### [Records contained in a dataset]
----------------

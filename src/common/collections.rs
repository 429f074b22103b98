//! Hash collections used throughout the crate.

pub type HashMap<K, V> = rustc_hash::FxHashMap<K, V>;
pub type HashSet<T> = rustc_hash::FxHashSet<T>;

----------------

Please reproduce each entry above exactly as it reads.

filename src/common/collections.rs
repository 429f074b22103b98
//! Hash collections used throughout the crate.

pub type HashMap<K, V> = rustc_hash::FxHashMap<K, V>;
pub type HashSet<T> = rustc_hash::FxHashSet<T>;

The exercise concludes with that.